Exercise requirements: All that is wanted is a word-for-word copy of the data from its first line to the line containing "-> CLIENT MESSAGES", both included.
(Data provided begins)
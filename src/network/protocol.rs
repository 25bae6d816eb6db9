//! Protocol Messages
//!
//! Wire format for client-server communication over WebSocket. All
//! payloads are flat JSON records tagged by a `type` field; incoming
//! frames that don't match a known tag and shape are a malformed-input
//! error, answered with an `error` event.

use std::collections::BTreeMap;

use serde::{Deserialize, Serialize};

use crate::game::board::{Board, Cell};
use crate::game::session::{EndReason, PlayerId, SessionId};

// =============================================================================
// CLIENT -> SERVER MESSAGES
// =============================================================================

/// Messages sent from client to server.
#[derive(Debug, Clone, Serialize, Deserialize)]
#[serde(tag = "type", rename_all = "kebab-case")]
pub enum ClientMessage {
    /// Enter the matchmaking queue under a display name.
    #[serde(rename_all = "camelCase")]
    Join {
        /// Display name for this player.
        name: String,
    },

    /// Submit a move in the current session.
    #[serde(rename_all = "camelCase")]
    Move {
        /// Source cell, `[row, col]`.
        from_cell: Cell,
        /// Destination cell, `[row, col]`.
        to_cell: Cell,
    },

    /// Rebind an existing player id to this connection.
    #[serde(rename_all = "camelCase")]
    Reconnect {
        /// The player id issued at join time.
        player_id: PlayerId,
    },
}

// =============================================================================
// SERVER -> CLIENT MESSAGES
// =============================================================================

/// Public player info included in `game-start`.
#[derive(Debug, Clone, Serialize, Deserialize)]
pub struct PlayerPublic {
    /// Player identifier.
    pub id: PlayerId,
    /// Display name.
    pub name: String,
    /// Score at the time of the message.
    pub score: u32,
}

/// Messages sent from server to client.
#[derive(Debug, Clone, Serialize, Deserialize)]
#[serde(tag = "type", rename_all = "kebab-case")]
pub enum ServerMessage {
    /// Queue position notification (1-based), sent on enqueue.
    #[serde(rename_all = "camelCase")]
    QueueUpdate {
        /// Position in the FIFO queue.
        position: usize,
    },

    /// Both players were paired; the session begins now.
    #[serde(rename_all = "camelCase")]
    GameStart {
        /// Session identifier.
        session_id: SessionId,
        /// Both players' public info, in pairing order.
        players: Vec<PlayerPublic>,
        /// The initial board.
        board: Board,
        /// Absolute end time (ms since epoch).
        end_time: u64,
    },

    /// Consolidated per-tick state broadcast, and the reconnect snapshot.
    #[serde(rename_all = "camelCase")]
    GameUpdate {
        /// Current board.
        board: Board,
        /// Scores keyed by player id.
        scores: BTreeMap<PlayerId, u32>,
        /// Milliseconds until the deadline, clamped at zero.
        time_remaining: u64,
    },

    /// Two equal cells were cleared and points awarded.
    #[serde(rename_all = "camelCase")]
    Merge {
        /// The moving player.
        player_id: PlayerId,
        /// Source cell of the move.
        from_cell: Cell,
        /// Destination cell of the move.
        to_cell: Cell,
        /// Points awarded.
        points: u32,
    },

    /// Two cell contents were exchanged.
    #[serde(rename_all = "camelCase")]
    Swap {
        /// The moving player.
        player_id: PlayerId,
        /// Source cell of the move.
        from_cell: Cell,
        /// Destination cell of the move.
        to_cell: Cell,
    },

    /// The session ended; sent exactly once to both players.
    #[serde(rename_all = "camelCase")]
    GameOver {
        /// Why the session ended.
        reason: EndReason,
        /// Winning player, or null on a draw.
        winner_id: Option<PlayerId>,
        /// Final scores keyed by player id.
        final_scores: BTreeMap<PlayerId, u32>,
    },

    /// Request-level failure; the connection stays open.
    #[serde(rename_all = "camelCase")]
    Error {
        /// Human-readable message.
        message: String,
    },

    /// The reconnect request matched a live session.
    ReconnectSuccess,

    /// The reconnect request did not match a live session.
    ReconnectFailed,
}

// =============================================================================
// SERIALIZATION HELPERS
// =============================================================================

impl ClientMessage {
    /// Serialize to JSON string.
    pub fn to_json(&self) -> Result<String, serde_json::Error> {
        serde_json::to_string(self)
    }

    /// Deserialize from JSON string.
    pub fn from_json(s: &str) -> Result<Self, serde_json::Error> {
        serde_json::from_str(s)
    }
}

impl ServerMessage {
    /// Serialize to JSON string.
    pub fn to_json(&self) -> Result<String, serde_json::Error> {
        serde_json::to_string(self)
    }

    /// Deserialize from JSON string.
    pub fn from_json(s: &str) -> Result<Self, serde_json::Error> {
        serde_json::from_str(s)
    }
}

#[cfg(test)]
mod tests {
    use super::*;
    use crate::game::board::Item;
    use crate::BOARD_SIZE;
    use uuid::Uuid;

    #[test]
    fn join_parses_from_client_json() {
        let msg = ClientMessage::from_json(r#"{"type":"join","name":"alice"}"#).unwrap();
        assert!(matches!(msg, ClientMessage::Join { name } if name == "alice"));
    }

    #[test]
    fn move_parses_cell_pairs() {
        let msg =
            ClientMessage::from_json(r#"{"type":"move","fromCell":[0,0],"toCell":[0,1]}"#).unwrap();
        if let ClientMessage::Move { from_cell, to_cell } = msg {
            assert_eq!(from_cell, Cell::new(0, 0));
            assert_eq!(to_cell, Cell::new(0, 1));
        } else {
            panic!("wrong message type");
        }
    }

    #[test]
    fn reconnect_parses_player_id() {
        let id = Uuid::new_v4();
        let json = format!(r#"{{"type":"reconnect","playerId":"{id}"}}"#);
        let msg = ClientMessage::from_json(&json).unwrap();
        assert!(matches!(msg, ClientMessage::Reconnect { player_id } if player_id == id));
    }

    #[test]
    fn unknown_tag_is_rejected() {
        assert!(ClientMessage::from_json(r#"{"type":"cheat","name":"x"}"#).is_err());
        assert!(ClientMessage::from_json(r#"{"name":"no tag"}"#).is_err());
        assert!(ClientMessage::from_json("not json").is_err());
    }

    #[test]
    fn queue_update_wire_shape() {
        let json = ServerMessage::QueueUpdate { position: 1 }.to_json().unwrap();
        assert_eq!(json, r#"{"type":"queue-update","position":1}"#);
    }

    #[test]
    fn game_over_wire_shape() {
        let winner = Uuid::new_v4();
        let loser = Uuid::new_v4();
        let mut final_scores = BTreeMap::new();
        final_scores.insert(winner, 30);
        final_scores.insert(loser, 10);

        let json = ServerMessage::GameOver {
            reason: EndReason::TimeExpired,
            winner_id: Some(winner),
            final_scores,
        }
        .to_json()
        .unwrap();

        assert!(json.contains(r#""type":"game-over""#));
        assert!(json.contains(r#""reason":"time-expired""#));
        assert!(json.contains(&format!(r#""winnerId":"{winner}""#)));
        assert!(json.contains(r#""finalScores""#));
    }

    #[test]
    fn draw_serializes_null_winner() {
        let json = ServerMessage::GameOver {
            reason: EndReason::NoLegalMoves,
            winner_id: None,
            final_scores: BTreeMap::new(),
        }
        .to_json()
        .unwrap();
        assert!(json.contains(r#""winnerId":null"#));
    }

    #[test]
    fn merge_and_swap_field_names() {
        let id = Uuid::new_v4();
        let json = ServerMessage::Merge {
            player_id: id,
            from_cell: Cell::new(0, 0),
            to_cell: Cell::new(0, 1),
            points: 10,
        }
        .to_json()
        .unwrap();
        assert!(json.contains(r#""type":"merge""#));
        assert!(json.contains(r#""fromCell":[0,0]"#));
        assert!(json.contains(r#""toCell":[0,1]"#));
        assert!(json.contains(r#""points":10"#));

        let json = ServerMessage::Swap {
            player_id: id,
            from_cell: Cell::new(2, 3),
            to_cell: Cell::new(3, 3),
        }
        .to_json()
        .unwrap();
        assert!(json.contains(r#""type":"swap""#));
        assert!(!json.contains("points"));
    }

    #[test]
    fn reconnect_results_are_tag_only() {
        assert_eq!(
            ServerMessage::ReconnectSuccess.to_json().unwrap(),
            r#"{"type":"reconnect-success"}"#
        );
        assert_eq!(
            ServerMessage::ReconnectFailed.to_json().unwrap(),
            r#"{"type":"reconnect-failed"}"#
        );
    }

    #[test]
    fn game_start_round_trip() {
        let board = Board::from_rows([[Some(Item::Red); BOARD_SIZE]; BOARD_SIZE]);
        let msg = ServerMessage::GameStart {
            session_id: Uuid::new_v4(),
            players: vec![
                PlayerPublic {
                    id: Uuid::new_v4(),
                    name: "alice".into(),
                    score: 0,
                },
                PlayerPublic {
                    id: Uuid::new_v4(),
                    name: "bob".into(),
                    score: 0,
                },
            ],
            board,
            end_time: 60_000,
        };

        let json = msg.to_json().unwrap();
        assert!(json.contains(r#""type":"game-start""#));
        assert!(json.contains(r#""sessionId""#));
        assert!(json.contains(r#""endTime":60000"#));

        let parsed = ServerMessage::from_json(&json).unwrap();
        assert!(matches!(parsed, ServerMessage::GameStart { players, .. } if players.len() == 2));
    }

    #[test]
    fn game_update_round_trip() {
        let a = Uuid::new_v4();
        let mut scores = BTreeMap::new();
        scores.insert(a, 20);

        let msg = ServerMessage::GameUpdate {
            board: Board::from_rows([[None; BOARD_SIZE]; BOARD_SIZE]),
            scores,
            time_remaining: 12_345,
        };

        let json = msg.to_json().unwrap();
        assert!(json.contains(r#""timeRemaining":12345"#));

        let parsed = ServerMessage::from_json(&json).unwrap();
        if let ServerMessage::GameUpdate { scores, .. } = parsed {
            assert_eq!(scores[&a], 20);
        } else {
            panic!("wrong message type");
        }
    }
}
(Data provided ends)
Task response:
filename src/network/protocol.rs
repository 25bae6d816eb6db9
//! Protocol Messages
//!
//! Wire format for client-server communication over WebSocket. All
//! payloads are flat JSON records tagged by a `type` field; incoming
//! frames that don't match a known tag and shape are a malformed-input
//! error, answered with an `error` event.

use std::collections::BTreeMap;

use serde::{Deserialize, Serialize};

use crate::game::board::{Board, Cell};
use crate::game::session::{EndReason, PlayerId, SessionId};

// =============================================================================
// CLIENT -> SERVER MESSAGES
// =============================================================================

/// Messages sent from client to server.
#[derive(Debug, Clone, Serialize, Deserialize)]
#[serde(tag = "type", rename_all = "kebab-case")]
pub enum ClientMessage {
    /// Enter the matchmaking queue under a display name.
    #[serde(rename_all = "camelCase")]
    Join {
        /// Display name for this player.
        name: String,
    },

    /// Submit a move in the current session.
    #[serde(rename_all = "camelCase")]
    Move {
        /// Source cell, `[row, col]`.
        from_cell: Cell,
        /// Destination cell, `[row, col]`.
        to_cell: Cell,
    },

    /// Rebind an existing player id to this connection.
    #[serde(rename_all = "camelCase")]
    Reconnect {
        /// The player id issued at join time.
        player_id: PlayerId,
    },
}

// =============================================================================
// SERVER -> CLIENT MESSAGES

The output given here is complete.